In fact, ‘Brazil’, Terry Gilliam’s masterpiece from 1985 which just landed on HBO Max (and whose date is only one year away from coinciding with George Orwell’s prophetic work) is heavily inspired by ‘1984’, although it is bathed in a strong satirical component that also reminds one of Franz Kafka’s masterpieces such as ‘The Trial’ . It couldn’t be less coming from someone who had been a member of Monty Python, which had split up just a year before.
In fact, it is in the group’s latest film, ‘The Meaning of Life’, that the DNA of ‘Brazil’ can be traced: in the splendid 17-minute short film that preceded the film, ‘The Crimson Permanent Assurance’, where a group of old office workers became pirates and abandoned bureaucratic life in search of adventure. The out-of-control bureaucracy is also the objective of ‘Brazil’, only here it is given a futuristic setting that allows Gilliam to also question the consumer societyto the cult of the image and the lives subjected to the gears of the system.

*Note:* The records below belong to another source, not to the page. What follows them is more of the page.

//! Integration tests for the game loop through the facade crate.

use tui_flappy::core::{collided, CollisionKind, GameState, Tuning};
use tui_flappy::engine::{GameSession, ManualClock};
use tui_flappy::types::{GameAction, BIRD_START_Y, TICK_MS};

fn approx(a: f32, b: f32) -> bool {
    (a - b).abs() < 1e-3
}

#[test]
fn test_jump_then_advance() {
    let state = GameState::new(7).jump().advance();
    assert!(approx(state.velocity(), -6.6));
    assert!(approx(state.bird_y(), 243.4));
    assert!(state.started());
    assert!(!state.over());
}

#[test]
fn test_spawn_threshold_appends_obstacle() {
    let tuning = Tuning {
        spawn_threshold: 600.0,
        ..Tuning::default()
    };
    let state = GameState::with_tuning(7, tuning)
        .with_obstacle(50.0, 100.0)
        .start()
        .advance();
    assert_eq!(state.obstacles().len(), 2);
    assert!(approx(state.obstacles()[0].x, 48.0));
    assert!(approx(state.obstacles()[1].x, tuning.spawn_x));
    assert!(state.last_event().unwrap().spawned.is_some());
}

#[test]
fn test_ceiling_collides() {
    let t = Tuning::default();
    assert!(collided(0.0, &[], &t));
    let state = GameState::new(7).with_bird(0.0, 0.0).start().advance();
    assert!(state.over());
    assert_eq!(
        state.last_event().unwrap().collision,
        Some(CollisionKind::Ceiling)
    );
}

#[test]
fn test_score_counts_each_obstacle_once() {
    let mut state = GameState::new(7)
        .with_bird(200.0, 0.0)
        .with_obstacle(108.0, 100.0)
        .start()
        .advance();
    assert_eq!(state.score(), 1);
    for _ in 0..3 {
        state = state.jump().advance();
        assert_eq!(state.score(), 1);
    }
    assert_eq!(state.scored_ids().len(), 1);
}

#[test]
fn test_reset_after_game_over() {
    let mut state = GameState::new(7).start();
    while !state.over() {
        state = state.advance();
    }
    let decorations = *state.decorations();

    let state = state.reset();
    assert_eq!(state.score(), 0);
    assert!(!state.over());
    assert!(!state.started());
    assert!(state.obstacles().is_empty());
    assert!(approx(state.bird_y(), BIRD_START_Y));
    assert_eq!(*state.decorations(), decorations);
    assert_eq!(state.episode(), 1);
}

#[test]
fn test_same_seed_same_run() {
    let script = |seed: u32| {
        let mut state = GameState::new(seed);
        let mut frames = Vec::new();
        for i in 0..400 {
            if i % 18 == 0 {
                state = state.jump();
            }
            state = state.advance();
            frames.push(state.snapshot());
        }
        frames
    };
    assert_eq!(script(99), script(99));
}

#[test]
fn test_obstacle_count_stays_within_pool() {
    let tuning = Tuning {
        spawn_threshold: 1_000.0,
        ..Tuning::default()
    };
    let mut state = GameState::with_tuning(3, tuning).with_bird(200.0, 0.0).start();
    for _ in 0..20 {
        // Hover inside the playfield; the gap does not matter off to the right.
        state = state.with_bird(200.0, 0.0).advance();
        assert!(state.obstacles().len() <= tui_flappy::types::OBSTACLE_POOL_SIZE);
    }
}

#[test]
fn test_session_drives_round_to_game_over_and_back() {
    let clock = ManualClock::new();
    let mut session = GameSession::new(GameState::new(5), &clock);

    assert!(!session.handle_input(GameAction::Reset));
    session.handle_input(GameAction::Jump);

    let mut ticks = 0;
    while !session.state().over() {
        clock.advance(TICK_MS as u64);
        if session.frame().ticked {
            ticks += 1;
        }
        assert!(ticks < 10_000);
    }
    assert_eq!(session.state().tick(), ticks);

    // A late host only gets one tick per poll.
    assert!(session.handle_input(GameAction::Reset));
    session.handle_input(GameAction::Jump);
    clock.advance(10 * TICK_MS as u64);
    assert!(session.frame().ticked);
    assert!(!session.frame().ticked);
    assert_eq!(session.state().tick(), 1);
    assert_eq!(session.state().episode(), 1);
}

In the depressing future world (and current at the same time) of ‘Brazil’, everything starts when a fly falls into a computer and changes the last name of the revolutionary Harry Tuttle to that of the quiet family man Harry Buttle, who is arrested and murdered. by the security forces. The bureaucrat Sam Lowry (Jonathan Pryce) will be commissioned to return a check to the family, and in the midst of a maze of paperwork he will meet the woman of his dreams, with whom he aspires to escape from that hell of offices and schedules. .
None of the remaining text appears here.